◆ **Aim of the task**
Within the listing below, determine how many lines hold the word "parent". Give the number with no commentary.

• • • • • • •

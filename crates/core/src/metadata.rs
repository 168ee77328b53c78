//! Metadata-only analysis, used whenever no transcript is obtained.
//!
//! Keywords come from weighted token frequencies over the tags and (when long
//! enough to stand in for a transcript) the description; title tokens add
//! weight to keywords found there but never introduce new ones. Tags are grouped
//! into clusters when they share a meaningful token, transitively. Every
//! collection is ordered explicitly so identical input gives identical output.

use std::collections::{BTreeMap, BTreeSet, btree_map::Entry};

use crate::{
    config::AnalyzerConfig,
    types::{MetadataAnalysis, TagCluster, VideoCandidate},
};

#[derive(Debug, Clone)]
pub struct MetadataAnalyzer {
    config: AnalyzerConfig,
}

impl MetadataAnalyzer {
    pub fn new(config: AnalyzerConfig) -> Self {
        Self { config }
    }

    pub fn analyze(&self, video: &VideoCandidate) -> MetadataAnalysis {
        let has_substantial_description =
            video.description.chars().count() > self.config.substantial_description_chars;
        let tags = normalize_tags(&video.tags);

        let mut weights: BTreeMap<String, u32> = BTreeMap::new();
        let mut add = |text: &str, weight: u32| {
            for token in self.tokens(text) {
                *weights.entry(token).or_default() += weight;
            }
        };
        for tag in &tags {
            add(tag, self.config.tag_weight);
        }
        if has_substantial_description {
            add(&video.description, self.config.description_weight);
        }
        // The title only reinforces what tags or description already carry.
        for token in self.tokens(&video.title) {
            if let Some(weight) = weights.get_mut(&token) {
                *weight += self.config.title_weight;
            }
        }

        let mut ranked: Vec<(String, u32)> = weights.into_iter().collect();
        ranked.sort_by(|a, b| b.1.cmp(&a.1).then_with(|| a.0.cmp(&b.0)));
        let keywords = ranked
            .into_iter()
            .take(self.config.max_keywords)
            .map(|(token, _)| token)
            .collect();

        MetadataAnalysis {
            video_id: video.id.clone(),
            keywords,
            tag_clusters: self.cluster_tags(&tags),
            has_substantial_description,
        }
    }

    fn tokens(&self, text: &str) -> Vec<String> {
        text.split(|c: char| !c.is_alphanumeric())
            .map(str::to_lowercase)
            .filter(|t| t.chars().count() >= self.config.min_keyword_len)
            .filter(|t| !t.chars().all(|c| c.is_ascii_digit()))
            .filter(|t| !self.config.stop_words.contains_word(t))
            .collect()
    }

    fn cluster_tags(&self, tags: &[String]) -> Vec<TagCluster> {
        let token_sets: Vec<BTreeSet<String>> = tags
            .iter()
            .map(|tag| self.tokens(tag).into_iter().collect())
            .collect();

        let mut groups = DisjointSet::new(tags.len());
        let mut first_owner: BTreeMap<&str, usize> = BTreeMap::new();
        for (index, tokens) in token_sets.iter().enumerate() {
            for token in tokens {
                match first_owner.entry(token.as_str()) {
                    Entry::Occupied(owner) => groups.union(*owner.get(), index),
                    Entry::Vacant(slot) => {
                        slot.insert(index);
                    }
                }
            }
        }

        let mut members: BTreeMap<usize, Vec<usize>> = BTreeMap::new();
        for index in 0..tags.len() {
            members.entry(groups.find(index)).or_default().push(index);
        }

        let mut clusters: Vec<TagCluster> = members
            .into_values()
            .filter(|indices| indices.len() >= self.config.min_cluster_size)
            .map(|indices| {
                let mut counts: BTreeMap<&str, usize> = BTreeMap::new();
                for &i in &indices {
                    for token in &token_sets[i] {
                        *counts.entry(token.as_str()).or_default() += 1;
                    }
                }
                let mut cluster_tags: Vec<String> =
                    indices.iter().map(|&i| tags[i].clone()).collect();
                cluster_tags.sort();

                // BTreeMap iterates alphabetically, so max_by keeps the last of equal
                // counts; compare with reversed token order to prefer the first.
                let label = counts
                    .into_iter()
                    .max_by(|a, b| a.1.cmp(&b.1).then_with(|| b.0.cmp(a.0)))
                    .map(|(token, _)| token.to_string())
                    .unwrap_or_else(|| cluster_tags[0].clone());

                TagCluster {
                    label,
                    tags: cluster_tags,
                }
            })
            .collect();

        clusters.sort_by(|a, b| a.label.cmp(&b.label).then_with(|| a.tags.cmp(&b.tags)));
        clusters
    }
}

impl Default for MetadataAnalyzer {
    fn default() -> Self {
        Self::new(AnalyzerConfig::default())
    }
}

fn normalize_tags(tags: &BTreeSet<String>) -> Vec<String> {
    tags.iter()
        .map(|t| t.trim().to_lowercase())
        .filter(|t| !t.is_empty())
        .collect::<BTreeSet<_>>()
        .into_iter()
        .collect()
}

struct DisjointSet {
    parent: Vec<usize>,
}

impl DisjointSet {
    fn new(size: usize) -> Self {
        Self {
            parent: (0..size).collect(),
        }
    }

    fn find(&mut self, mut x: usize) -> usize {
        while self.parent[x] != x {
            self.parent[x] = self.parent[self.parent[x]];
            x = self.parent[x];
        }
        x
    }

    fn union(&mut self, a: usize, b: usize) {
        let (ra, rb) = (self.find(a), self.find(b));
        if ra != rb {
            // Lower index stays root so grouping order is stable.
            let (root, child) = if ra < rb { (ra, rb) } else { (rb, ra) };
            self.parent[child] = root;
        }
    }
}
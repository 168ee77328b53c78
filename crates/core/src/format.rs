use std::sync::LazyLock;

use regex::Regex;

use crate::{
    brief::DailyBrief,
    types::{ContentSignal, Provenance},
};

static BRACKETED: LazyLock<Regex> = LazyLock::new(|| Regex::new(r"\[[^\]]*\]").unwrap());
static INLINE_TAG: LazyLock<Regex> = LazyLock::new(|| Regex::new(r"<[^>]*>").unwrap());
static CUE_TIMING: LazyLock<Regex> = LazyLock::new(|| {
    Regex::new(r"^(\d{1,2}:)?(\d{2}):(\d{2})[.,](\d{3})\s+-->\s+(\d{1,2}:)?(\d{2}):(\d{2})[.,](\d{3})")
        .unwrap()
});
static ISO_DURATION: LazyLock<Regex> = LazyLock::new(|| {
    Regex::new(r"^P(?:(\d+)D)?(?:T(?:(\d+)H)?(?:(\d+)M)?(?:(\d+)S)?)?$").unwrap()
});

/// Format seconds as MM:SS, or H:MM:SS from one hour up
pub fn format_timestamp(seconds: f64) -> String {
    let total = seconds.max(0.0) as u64;
    let (hours, mins, secs) = (total / 3600, (total % 3600) / 60, total % 60);
    if hours > 0 {
        format!("{}:{:02}:{:02}", hours, mins, secs)
    } else {
        format!("{:02}:{:02}", mins, secs)
    }
}

/// Parse an ISO-8601 duration such as `PT4M13S` or `P1DT2H` into seconds.
pub fn parse_iso8601_duration(duration: &str) -> Option<u64> {
    let caps = ISO_DURATION.captures(duration.trim())?;
    if duration.trim() == "P" || duration.trim().ends_with('T') {
        return None;
    }
    let part = |i: usize, unit: u64| -> Option<u64> {
        match caps.get(i) {
            Some(m) => m.as_str().parse::<u64>().ok()?.checked_mul(unit),
            None => Some(0),
        }
    };
    part(1, 86_400)?
        .checked_add(part(2, 3600)?)?
        .checked_add(part(3, 60)?)?
        .checked_add(part(4, 1)?)
}

/// Drop bracketed annotations (`[Music]`, `[Applause]`) and collapse whitespace.
pub fn clean_transcript_text(raw: &str) -> String {
    let without_annotations = BRACKETED.replace_all(raw, " ");
    without_annotations
        .split_whitespace()
        .collect::<Vec<_>>()
        .join(" ")
}

/// Convert WebVTT captions to plain text.
///
/// Returns the text and the span in seconds from the first cue start to the
/// last cue end. Inline timing/styling tags are stripped, and a cue line that
/// repeats the previous one (rolling auto-captions) is kept once.
pub fn vtt_to_text(vtt: &str) -> (String, f64) {
    let mut lines: Vec<String> = Vec::new();
    let mut first_start: Option<f64> = None;
    let mut last_end = 0.0_f64;
    let mut in_header = true;

    for raw in vtt.lines() {
        let line = raw.trim();
        if let Some(caps) = CUE_TIMING.captures(line) {
            in_header = false;
            let seconds = |h: usize, m: usize, s: usize, ms: usize| -> f64 {
                let num = |i: usize| {
                    caps.get(i)
                        .map(|m| m.as_str().trim_end_matches(':'))
                        .and_then(|v| v.parse::<f64>().ok())
                        .unwrap_or(0.0)
                };
                num(h) * 3600.0 + num(m) * 60.0 + num(s) + num(ms) / 1000.0
            };
            let start = seconds(1, 2, 3, 4);
            let end = seconds(5, 6, 7, 8);
            first_start.get_or_insert(start);
            last_end = last_end.max(end);
            continue;
        }
        if in_header || line.is_empty() || line.chars().all(|c| c.is_ascii_digit()) {
            continue;
        }

        let text = INLINE_TAG.replace_all(line, "");
        let text = text.split_whitespace().collect::<Vec<_>>().join(" ");
        if text.is_empty() || lines.last() == Some(&text) {
            continue;
        }
        lines.push(text);
    }

    let covered = first_start.map(|start| (last_end - start).max(0.0)).unwrap_or(0.0);
    (lines.join(" "), covered)
}

/// Format a daily brief as human-readable markdown
pub fn format_brief_readable(brief: &DailyBrief) -> String {
    let mut output = String::new();
    let summary = &brief.summary;

    output.push_str(&format!("# Daily trend brief: {}\n\n", brief.date));

    output.push_str(&format!(
        "**Videos:** {} | **Transcripts:** {} | **Metadata only:** {} | **Deferred:** {} | **Skipped by predictor:** {}\n\n",
        summary.total,
        summary.transcript_based,
        summary.metadata_based,
        summary.deferred,
        summary.skipped_by_predictor
    ));

    let aggregates = &brief.aggregates;
    if aggregates.total_views > 0 {
        output.push_str(&format!(
            "**Views:** {} | **Likes:** {} | **Comments:** {} | **Engagement:** {:.2}%\n\n",
            aggregates.total_views,
            aggregates.total_likes,
            aggregates.total_comments,
            aggregates.avg_engagement_rate
        ));
    }
    if !aggregates.category_counts.is_empty() {
        let categories: Vec<String> = aggregates
            .category_counts
            .iter()
            .map(|c| format!("{} ({})", c.name, c.count))
            .collect();
        output.push_str(&format!("**Categories:** {}\n\n", categories.join(", ")));
    }
    if aggregates.top_videos.iter().any(|v| v.virality_score > 0.0) {
        output.push_str("## Most viral\n\n");
        for (i, ranked) in aggregates.top_videos.iter().enumerate() {
            output.push_str(&format!(
                "{}. {} (score {:.0})\n",
                i + 1,
                ranked.title,
                ranked.virality_score
            ));
        }
        output.push('\n');
    }

    if let Some(trends) = &brief.trend_summary {
        output.push_str("## Trend summary\n\n");
        output.push_str(&trends.headline);
        output.push_str("\n\n");
        for theme in &trends.themes {
            output.push_str(&format!("• {}\n", theme));
        }
        if !trends.opportunities.is_empty() {
            output.push_str("\n### Opportunities\n\n");
            for (i, opportunity) in trends.opportunities.iter().enumerate() {
                output.push_str(&format!("{}. {}\n", i + 1, opportunity));
            }
        }
        output.push('\n');
    }

    output.push_str("## Videos\n\n");
    for (video, signal) in brief.videos.iter().zip(&brief.signals) {
        output.push_str(&format!(
            "### [{}] {}\n\n",
            format_timestamp(video.duration_secs),
            video.title
        ));
        output.push_str(&format!("{} · {}\n\n", video.channel_name, video.category));
        match signal {
            ContentSignal::Transcript(t) => {
                let language = if t.is_preferred_language {
                    t.language.clone()
                } else {
                    format!("{} (fallback)", t.language)
                };
                output.push_str(&format!(
                    "Transcript: {} words, {}{}\n\n",
                    t.word_count,
                    language,
                    if t.is_generated { ", auto-generated" } else { "" }
                ));
            }
            ContentSignal::Metadata(m) => {
                if !m.keywords.is_empty() {
                    output.push_str(&format!("Keywords: {}\n", m.keywords.join(", ")));
                }
                for cluster in &m.tag_clusters {
                    output.push_str(&format!("• {}: {}\n", cluster.label, cluster.tags.join(", ")));
                }
                output.push('\n');
            }
        }
    }

    let fallback = brief
        .signals
        .iter()
        .filter(|s| s.provenance() == Provenance::Metadata)
        .count();
    if fallback > 0 {
        output.push_str(&format!(
            "_{} of {} videos were analyzed from metadata only._\n",
            fallback,
            brief.signals.len()
        ));
    }

    output
}
use std::path::Path;

use chrono::{DateTime, Utc};
use serde::{Deserialize, Serialize};
use tokio::fs;
use uuid::Uuid;

use crate::{
    aggregates::MetadataAggregates,
    error::Result,
    orchestrator::{BatchReport, BatchStats},
    summarize::TrendSummary,
    types::{ContentSignal, VideoCandidate},
};

/// Output of one run: the candidates, their signals, the batch counts and
/// engagement aggregates.
#[derive(Debug, Clone, PartialEq, Serialize, Deserialize)]
pub struct DailyBrief {
    pub run_id: Uuid,
    pub generated_at: DateTime<Utc>,
    /// `YYYY-MM-DD` of `generated_at`
    pub date: String,
    pub summary: BatchStats,
    #[serde(default)]
    pub aggregates: MetadataAggregates,
    pub videos: Vec<VideoCandidate>,
    pub signals: Vec<ContentSignal>,
    #[serde(default, skip_serializing_if = "Option::is_none")]
    pub trend_summary: Option<TrendSummary>,
}

impl DailyBrief {
    pub fn new(videos: Vec<VideoCandidate>, report: BatchReport, now: DateTime<Utc>) -> Self {
        Self {
            run_id: Uuid::new_v4(),
            generated_at: now,
            date: now.format("%Y-%m-%d").to_string(),
            summary: report.stats,
            aggregates: MetadataAggregates::from_videos(&videos, now),
            videos,
            signals: report.signals,
            trend_summary: None,
        }
    }

    pub fn with_trend_summary(mut self, summary: TrendSummary) -> Self {
        self.trend_summary = Some(summary);
        self
    }
}

/// Save a brief as pretty JSON. The file is written next to its final
/// location and renamed into place, so readers never see a partial brief.
pub async fn save_brief(brief: &DailyBrief, path: &Path) -> Result<()> {
    if let Some(parent) = path.parent().filter(|p| !p.as_os_str().is_empty()) {
        fs::create_dir_all(parent).await?;
    }

    let pretty_json = serde_json::to_string_pretty(brief)?;
    let tmp_path = path.with_extension(format!("json.{}.tmp", brief.run_id.simple()));
    fs::write(&tmp_path, &pretty_json).await?;
    if let Err(e) = fs::rename(&tmp_path, path).await {
        let _ = fs::remove_file(&tmp_path).await;
        return Err(e.into());
    }
    Ok(())
}

/// Load a brief from a file
pub async fn load_brief(path: &Path) -> Result<DailyBrief> {
    let json_content = fs::read_to_string(path).await?;
    let brief: DailyBrief = serde_json::from_str(&json_content)?;
    Ok(brief)
}
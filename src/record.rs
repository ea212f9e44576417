use std::net::Ipv4Addr;
use crate::dns_class::DNSClass;
use crate::dns_type::DNSType;
use crate::name::DomainName;

/// An answer record. The relay only ever answers with IPv4 addresses.
#[derive(Debug, Clone, PartialEq, Eq)]
pub struct Record {
    pub domain: DomainName,
    pub rtype: DNSType,
    pub rclass: DNSClass,
    pub ttl: u32,
    pub addr: Ipv4Addr,
}

impl Record {
    pub fn a(domain: &DomainName, addr: Ipv4Addr, ttl: u32) -> Record {
        Record {
            domain: domain.clone(),
            rtype: DNSType::A,
            rclass: DNSClass::IN,
            ttl,
            addr,
        }
    }

    pub fn data(&self) -> [u8; 4] {
        self.addr.octets()
    }
}
use std::path::PathBuf;
use anyhow::{Context, Result};
use serde::Deserialize;
use crate::args::Args;
use crate::fs::default_config_file;

#[derive(Default, Deserialize, Debug)]
#[serde(deny_unknown_fields)]
pub struct Config {
    #[serde(default)]
    pub listener: ListenerConfig,
    #[serde(default)]
    pub proxy: ProxyConfig,
    #[serde(default)]
    pub server: ServerConfig,
}

impl Config {
    /// Command line flags win over whatever the file said.
    pub fn apply_args(mut self, args: &Args) -> Self {
        self.listener.host = args.host.clone().or(self.listener.host);
        self.listener.port = args.port.or(self.listener.port);
        if args.tcp {
            self.listener.proto = Some("tcp".to_string());
        }

        if let Some(addr) = &args.proxy {
            self.proxy.addr = Some(addr.clone());
        }
        self.proxy.timeout = args.timeout.clone().or(self.proxy.timeout);

        self
    }
}

#[derive(Default, Deserialize, Debug)]
pub struct ListenerConfig {
    pub host: Option<String>,
    pub port: Option<u16>,
    pub proto: Option<String>,
    pub max_packet_buf: Option<usize>
}

#[derive(Default, Deserialize, Debug)]
pub struct ProxyConfig {
    pub host: Option<String>,
    pub port: Option<u16>,
    /// `host:port` or a bare address, set from the command line
    #[serde(skip_deserializing)]
    pub addr: Option<String>,
    pub timeout: Option<String>,
}

#[derive(Default, Deserialize, Debug)]
pub struct ServerConfig {
    pub answer_ttl: Option<u32>,
}

/// Loads `path` if given, otherwise the config in the home directory, and
/// falls back to the defaults when neither exists.
pub fn load_config(path: Option<&str>) -> Result<Config> {
    if let Some(path) = path {
        return load(PathBuf::from(path));
    }

    match default_config_file() {
        Some(path) => load(path),
        None => Ok(Config::default())
    }
}

fn load(p: PathBuf) -> Result<Config> {
    let file = std::fs::read_to_string(&p)
        .with_context(|| format!("reading config file {}", p.display()))?;

    parse(&file).with_context(|| format!("parsing config file {}", p.display()))
}

fn parse(s: &str) -> Result<Config> {
    let cfg: Config = toml::from_str(s)?;

    Ok(cfg)
}

#[cfg(test)]
mod test {
    use super::*;

    #[test]
    fn reads_every_section() {
        let cfg = parse(r#"
            [listener]
            host = "127.0.0.2"
            port = 5353
            proto = "tcp"
            max_packet_buf = 1024

            [proxy]
            host = "10.1.1.1"
            port = 9150
            timeout = "10s"

            [server]
            answer_ttl = 60
        "#).unwrap();

        assert_eq!(cfg.listener.host.as_deref(), Some("127.0.0.2"));
        assert_eq!(cfg.listener.port, Some(5353));
        assert_eq!(cfg.listener.proto.as_deref(), Some("tcp"));
        assert_eq!(cfg.listener.max_packet_buf, Some(1024));
        assert_eq!(cfg.proxy.host.as_deref(), Some("10.1.1.1"));
        assert_eq!(cfg.proxy.port, Some(9150));
        assert_eq!(cfg.proxy.timeout.as_deref(), Some("10s"));
        assert_eq!(cfg.server.answer_ttl, Some(60));
    }

    #[test]
    fn empty_file_is_all_defaults() {
        let cfg = parse("").unwrap();

        assert!(cfg.listener.port.is_none());
        assert!(cfg.proxy.timeout.is_none());
    }

    #[test]
    fn unknown_sections_are_rejected() {
        assert!(parse("[cache]\nsize = 10\n").is_err());
    }

    #[test]
    fn args_override_the_file() {
        let cfg = parse("[listener]\nport = 5353\nhost = \"127.0.0.2\"\n[proxy]\ntimeout = \"1s\"\n").unwrap();

        let args = Args {
            tcp: true,
            port: Some(53),
            timeout: Some("3s".to_string()),
            proxy: Some("127.0.0.1:9150".to_string()),
            ..Default::default()
        };
        let cfg = cfg.apply_args(&args);

        assert_eq!(cfg.listener.port, Some(53));
        assert_eq!(cfg.listener.host.as_deref(), Some("127.0.0.2"));
        assert_eq!(cfg.listener.proto.as_deref(), Some("tcp"));
        assert_eq!(cfg.proxy.timeout.as_deref(), Some("3s"));
        assert_eq!(cfg.proxy.addr.as_deref(), Some("127.0.0.1:9150"));
    }

    #[test]
    fn missing_explicit_file_is_an_error() {
        assert!(load_config(Some("/nonexistent/tor-dns-proxy.toml")).is_err());
    }
}
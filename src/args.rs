use clap::Parser;

/// Relays DNS lookups through Tor's SOCKS RESOLVE extension.
#[derive(Parser, Debug, Default)]
#[command(about)]
pub(crate) struct Args {
    /// listen on TCP instead of UDP
    #[arg(long, short)]
    pub(crate) tcp: bool,
    #[arg(long, short = 'H')]
    pub(crate) host: Option<String>,
    #[arg(long, short)]
    pub(crate) port: Option<u16>,
    /// SOCKS4a proxy as host:port, or a bare IP on port 9050
    #[arg(long, short = 'x')]
    pub(crate) proxy: Option<String>,
    /// give up on the proxy after this long, e.g. 10s
    #[arg(long, short = 'T')]
    pub(crate) timeout: Option<String>,
    #[arg(long, short)]
    pub(crate) config: Option<String>,
    #[arg(long, short, default_value = "info")]
    pub(crate) log_level: String,
}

• • • • • • •

◆ **Result for this exercise**
8